[PROVIDED INFORMATION Boundary: Start]
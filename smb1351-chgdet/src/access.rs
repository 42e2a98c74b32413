//! Register access on top of a [`Transport`], with wake bracketing and
//! read-modify-write helpers.

use smb1351_chgdet_traits::{IoError, Transport};

use crate::regs::{CMD_BQ_CFG_ACCESS_BIT, Reg};

/// Register accessor for the SMB1351.
///
/// Every transaction is bracketed by `stay_awake`/`relax` so the platform
/// does not suspend the bus mid-transfer. The bracket is balanced on the
/// error path as well.
pub struct RegisterAccess<T: Transport> {
    transport: T,
}

impl<T: Transport> RegisterAccess<T> {
    /// Wraps a transport.
    pub fn new(transport: T) -> Self {
        Self { transport }
    }

    /// Access to the underlying transport, e.g. for interrupt waits.
    pub fn transport_mut(&mut self) -> &mut T {
        &mut self.transport
    }

    /// Reads a register.
    pub async fn read(&mut self, reg: Reg) -> Result<u8, IoError> {
        self.transport.stay_awake();
        let result = self.transport.read_register(reg.0).await;
        self.transport.relax();

        if let Err(error) = result {
            warn!("read of register {:x} failed: {:?}", reg.0, error);
        }

        result
    }

    /// Writes a register.
    pub async fn write(&mut self, reg: Reg, value: u8) -> Result<(), IoError> {
        self.transport.stay_awake();
        let result = self.transport.write_register(reg.0, value).await;
        self.transport.relax();

        match result {
            Ok(()) => trace!("wrote register {:x} = {:x}", reg.0, value),
            Err(error) => warn!("write of register {:x} failed: {:?}", reg.0, error),
        }

        result
    }

    /// Replaces the masked bits of a register, leaving the rest untouched.
    pub async fn masked_write(&mut self, reg: Reg, mask: u8, value: u8) -> Result<(), IoError> {
        let current = self.read(reg).await?;
        let updated = (current & !mask) | (value & mask);

        self.write(reg, updated).await
    }

    /// Unlocks the volatile configuration registers for writing.
    ///
    /// Must precede any write to a configuration register; command registers
    /// do not need it.
    pub async fn enable_volatile_writes(&mut self) -> Result<(), IoError> {
        self.masked_write(Reg::CMD_I2C, CMD_BQ_CFG_ACCESS_BIT, CMD_BQ_CFG_ACCESS_BIT)
            .await
    }
}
[PROVIDED INFORMATION Boundary: End]
■ WORK INSTRUCTIONS:
Each line above should be copied exactly, with no line missing.

■ TASK RESULT:
filename smb1351-chgdet/src/access.rs
repository 42e2a98c74b32413
//! Register access on top of a [`Transport`], with wake bracketing and
//! read-modify-write helpers.

use smb1351_chgdet_traits::{IoError, Transport};

use crate::regs::{CMD_BQ_CFG_ACCESS_BIT, Reg};

/// Register accessor for the SMB1351.
///
/// Every transaction is bracketed by `stay_awake`/`relax` so the platform
/// does not suspend the bus mid-transfer. The bracket is balanced on the
/// error path as well.
pub struct RegisterAccess<T: Transport> {
    transport: T,
}

impl<T: Transport> RegisterAccess<T> {
    /// Wraps a transport.
    pub fn new(transport: T) -> Self {
        Self { transport }
    }

    /// Access to the underlying transport, e.g. for interrupt waits.
    pub fn transport_mut(&mut self) -> &mut T {
        &mut self.transport
    }

    /// Reads a register.
    pub async fn read(&mut self, reg: Reg) -> Result<u8, IoError> {
        self.transport.stay_awake();
        let result = self.transport.read_register(reg.0).await;
        self.transport.relax();

        if let Err(error) = result {
            warn!("read of register {:x} failed: {:?}", reg.0, error);
        }

        result
    }

    /// Writes a register.
    pub async fn write(&mut self, reg: Reg, value: u8) -> Result<(), IoError> {
        self.transport.stay_awake();
        let result = self.transport.write_register(reg.0, value).await;
        self.transport.relax();

        match result {
            Ok(()) => trace!("wrote register {:x} = {:x}", reg.0, value),
            Err(error) => warn!("write of register {:x} failed: {:?}", reg.0, error),
        }

        result
    }

    /// Replaces the masked bits of a register, leaving the rest untouched.
    pub async fn masked_write(&mut self, reg: Reg, mask: u8, value: u8) -> Result<(), IoError> {
        let current = self.read(reg).await?;
        let updated = (current & !mask) | (value & mask);

        self.write(reg, updated).await
    }

    /// Unlocks the volatile configuration registers for writing.
    ///
    /// Must precede any write to a configuration register; command registers
    /// do not need it.
    pub async fn enable_volatile_writes(&mut self) -> Result<(), IoError> {
        self.masked_write(Reg::CMD_I2C, CMD_BQ_CFG_ACCESS_BIT, CMD_BQ_CFG_ACCESS_BIT)
            .await
    }
}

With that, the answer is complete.